YOUR GOAL: Every line of the entries below that mentions "avoid" is to be copied out.

*** Opening EXERCISE DATA ***

impl FireBreath {
    fn new() -> Self {
        Self {
            state: FireState::Idle,
            direction: Direction::Right,
        }
    }

    /// Advance the charge/active/cooldown timers
    fn advance(&mut self, dt: f32) {
        self.state = match self.state {
            FireState::Idle => FireState::Idle,
            FireState::Charging { timer } if timer + dt >= FIRE_CHARGE_TIME => {
                FireState::Active { timer: 0.0 }
            }
            FireState::Charging { timer } => FireState::Charging { timer: timer + dt },
            FireState::Active { timer } if timer + dt >= FIRE_ACTIVE_TIME => {
                FireState::Cooldown { timer: 0.0 }
            }
            FireState::Active { timer } => FireState::Active { timer: timer + dt },
            FireState::Cooldown { timer } if timer + dt >= FIRE_COOLDOWN => FireState::Idle,
            FireState::Cooldown { timer } => FireState::Cooldown { timer: timer + dt },
        };
    }

    fn is_busy(&self) -> bool {
        matches!(
            self.state,
            FireState::Charging { .. } | FireState::Active { .. }
        )
    }
}

#[derive(Debug, Clone, Copy, PartialEq, Serialize, Deserialize)]
pub enum EnemyKind {
    Pooka,
    Fygar(FireBreath),
}

impl EnemyKind {
    pub fn new(kind: EnemyType) -> Self {
        match kind {
            EnemyType::Pooka => EnemyKind::Pooka,
            EnemyType::Fygar => EnemyKind::Fygar(FireBreath::new()),
        }
    }
}

#[derive(Debug, Clone, Copy, PartialEq, Serialize, Deserialize)]
pub enum EnemyState {
    /// Holding still right after (re)spawn; harmless
    Spawning { timer: f32 },
    /// Walking the tunnels
    Roaming,
    /// Drifting through dirt toward the player
    Ghosting { timer: f32 },
    /// Being pumped. Inflation runs 0..1; at 1 the enemy pops.
    Inflating { inflation: f32, deflating: bool },
    /// Pop animation; removed when it finishes
    Popped { timer: f32 },
    /// Pinned under a falling rock, position slaved to it
    Smooshed { rock_id: u32 },
    /// Last enemy leaving the level
    Escaping,
}

/// Per-tick environment an enemy reads while moving
#[derive(Debug, Clone, Copy)]
pub struct EnemyContext<'a> {
    pub grid: &'a Grid,
    /// Top-left of the player's hitbox as of the previous tick
    pub player_pos: Vec2,
    pub player_alive: bool,
    pub speed: f32,
    pub ghost_speed: f32,
    pub ghost_interval: f32,
}
impl<'a> LevelGenerator<'a> {
    pub fn new(rng: Pcg32, tuning: &'a Tuning) -> Self {
        Self { rng, tuning }
    }

    /// Reset the grid and lay out a full level
    pub fn generate(&mut self, grid: &mut Grid, level: u32) -> LevelLayout {
        grid.reset();
        let player_start = carve_player_tunnel(grid);

        let enemy_count = self.enemy_count(level);
        let fygars = fygar_count(self.tuning, level, enemy_count);
        let spawns = self.place_enemy_tunnels(grid, player_start, enemy_count as usize);

        let mut kinds: Vec<EnemyType> = (0..enemy_count)
            .map(|i| if i < fygars { EnemyType::Fygar } else { EnemyType::Pooka })
            .collect();
        kinds.shuffle(&mut self.rng);

        let enemies: Vec<EnemySpawn> = spawns
            .iter()
            .zip(kinds)
            .map(|(&(col, row), kind)| EnemySpawn { kind, col, row })
            .collect();

        let rock_target = self.tuning.rock_count(level) as usize;
        let rocks = self.place_rocks(
            grid,
            rock_target,
            self.tuning.min_rocks as usize,
            &spawns,
            None,
        );

        log::info!(
            "Level {level}: {} enemies ({fygars} fygar), {} rocks",
            enemies.len(),
            rocks.len()
        );

        LevelLayout {
            player_start,
            enemies,
            rocks,
        }
    }

    /// Base count plus a coin flip, capped
    pub fn enemy_count(&mut self, level: u32) -> u32 {
        let bump = self.rng.random_range(0..=1u32);
        (self.tuning.base_enemy_count(level) + bump).min(self.tuning.max_enemies)
    }

    /// Carve `count` short tunnels and return one spawn tile per enemy
    pub fn place_enemy_tunnels(
        &mut self,
        grid: &mut Grid,
        start: (i32, i32),
        count: usize,
    ) -> Vec<(i32, i32)> {
        let mut candidates: Vec<(i32, i32)> = tunnel_candidates(grid, start);
        candidates.shuffle(&mut self.rng);

        let mut tunnels: Vec<Vec<(i32, i32)>> = Vec::with_capacity(count);
        let mut spawns = Vec::with_capacity(count);

        for (pass_index, pass) in TUNNEL_PASSES.iter().enumerate() {
            if spawns.len() >= count {
                break;
            }
            for &center in &candidates {
                if spawns.len() >= count {
                    break;
                }
                if chebyshev(center, start) < pass.player_distance {
                    continue;
                }
                let horizontal_first = self.rng.random_bool(0.5);
                let orientations = if horizontal_first { [true, false] } else { [false, true] };
                let accepted = orientations.into_iter().find_map(|horizontal| {
                    let tiles = tunnel_tiles(center, horizontal);
                    tunnel_fits(grid, &tiles, &tunnels, start, pass.tunnel_spacing).then_some(tiles)
                });
                if let Some(tiles) = accepted {
                    for &(col, row) in &tiles {
                        grid.dig(col, row);
                    }
                    tunnels.push(tiles);
                    spawns.push(center);
                }
            }
            log::debug!("Tunnel pass {pass_index}: {} of {count} placed", spawns.len());
        }

        while spawns.len() < count {
            let spawn = fallback_spawn(grid, start, &spawns);
            log::warn!("Enemy tunnel placement short, falling back to {spawn:?}");
            spawns.push(spawn);
        }
        spawns
    }

    /// Place up to `target` rocks (at least `minimum` where possible).
    /// `avoid` keeps rocks a given distance from a tile (the player).
    pub fn place_rocks(
        &mut self,
        grid: &mut Grid,
        target: usize,
        minimum: usize,
        enemies: &[(i32, i32)],
        avoid: Option<((i32, i32), i32)>,
    ) -> Vec<(i32, i32)> {
        let start = player_start(grid);
        let mut candidates = rock_candidates(grid, start);
        candidates.shuffle(&mut self.rng);

        let mut rocks: Vec<(i32, i32)> = Vec::with_capacity(target);
        for (pass_index, pass) in ROCK_PASSES.iter().enumerate() {
            if rocks.len() >= target {
                break;
            }
            rock_pass(grid, &candidates, pass, target, enemies, avoid, &mut rocks);
            log::debug!("Rock pass {pass_index}: {} of {target} placed", rocks.len());
        }

        if rocks.len() < minimum {
            log::debug!("Rock placement below minimum, running fallback pass");
            rock_pass(grid, &candidates, &ROCK_FALLBACK_PASS, minimum, enemies, avoid, &mut rocks);
        }
        if rocks.len() < minimum {
            log::warn!("Only {} of {minimum} rocks could be placed", rocks.len());
        }
        rocks
    }

    /// One replacement rock for a board that ran out, kept clear of the player
    pub fn respawn_rock(
        &mut self,
        grid: &mut Grid,
        enemies: &[(i32, i32)],
        player: (i32, i32),
    ) -> Option<(i32, i32)> {
        self.place_rocks(grid, 1, 1, enemies, Some((player, FALLBACK_MIN_DISTANCE)))
            .into_iter()
            .next()
    }
}

fn rock_pass(
    grid: &mut Grid,
    candidates: &[(i32, i32)],
    pass: &RockPass,
    target: usize,
    enemies: &[(i32, i32)],
    avoid: Option<((i32, i32), i32)>,
    rocks: &mut Vec<(i32, i32)>,
) {
    for &(col, row) in candidates {
        if rocks.len() >= target {
            return;
        }
        if !grid.is_dirt(col, row) {
            continue;
        }
        if pass.require_dirt_below && !grid.is_dirt(col, row + 1) {
            continue;
        }
        if let Some((tile, distance)) = avoid {
            if chebyshev((col, row), tile) < distance {
                continue;
            }
        }
        if rocks.iter().any(|&r| chebyshev(r, (col, row)) < pass.rock_spacing) {
            continue;
        }
        if enemies.iter().any(|&e| chebyshev(e, (col, row)) < pass.enemy_spacing) {
            continue;
        }
        if pass.tunnel_spacing > 0
            && nearest_open_distance(grid, (col, row), pass.tunnel_spacing) < pass.tunnel_spacing
        {
            continue;
        }
        if grid.place_rock(col, row) {
            rocks.push((col, row));
        }
    }
}

/// Start tile at the centre of the grid
pub fn player_start(grid: &Grid) -> (i32, i32) {
    (grid.width() as i32 / 2, grid.height() as i32 / 2)
}

/// Clear the fixed cross around the start tile
pub fn carve_player_tunnel(grid: &mut Grid) -> (i32, i32) {
    let (col, row) = player_start(grid);
    grid.clear_horizontal(row, col - 1, col + 1);
    grid.clear_vertical(col, row - 1, row + 1);
    (col, row)
}

/// Fygars for a level, never more than half the enemies
pub fn fygar_count(tuning: &Tuning, level: u32, enemy_count: u32) -> u32 {
    let wanted = (enemy_count as f32 * tuning.fygar_ratio(level)).round() as u32;
    wanted.min(enemy_count / 2)
}

/// Inside the static placement bounds: off the edges, below the sky, outside the centre band
fn in_placement_bounds(grid: &Grid, start: (i32, i32), (col, row): (i32, i32), bottom_margin: i32) -> bool {
    col >= 1
        && col <= grid.width() as i32 - 2
        && row > SKY_ROWS as i32
        && row <= grid.height() as i32 - 1 - bottom_margin
        && (col - start.0).abs() > CENTER_BAND
}

fn tunnel_candidates(grid: &Grid, start: (i32, i32)) -> Vec<(i32, i32)> {
    all_tiles(grid)
        .filter(|&t| in_placement_bounds(grid, start, t, 1) && grid.is_dirt(t.0, t.1))
        .collect()
}

fn rock_candidates(grid: &Grid, start: (i32, i32)) -> Vec<(i32, i32)> {
    all_tiles(grid)
        .filter(|&t| in_placement_bounds(grid, start, t, 2) && grid.is_dirt(t.0, t.1))
        .collect()
}

fn all_tiles(grid: &Grid) -> impl Iterator<Item = (i32, i32)> + use<> {
    let (w, h) = (grid.width() as i32, grid.height() as i32);
    (0..h).flat_map(move |row| (0..w).map(move |col| (col, row)))
}

fn tunnel_tiles(center: (i32, i32), horizontal: bool) -> Vec<(i32, i32)> {
    let half = TUNNEL_LENGTH / 2;
    (-half..=half)
        .map(|d| {
            if horizontal {
                (center.0 + d, center.1)
            } else {
                (center.0, center.1 + d)
            }
        })
        .collect()
}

*** Closing EXERCISE DATA ***

OUTPUT OF THE EXERCISE:
    /// `avoid` keeps rocks a given distance from a tile (the player).
        avoid: Option<((i32, i32), i32)>,
            rock_pass(grid, &candidates, pass, target, enemies, avoid, &mut rocks);
            rock_pass(grid, &candidates, &ROCK_FALLBACK_PASS, minimum, enemies, avoid, &mut rocks);
    avoid: Option<((i32, i32), i32)>,
        if let Some((tile, distance)) = avoid {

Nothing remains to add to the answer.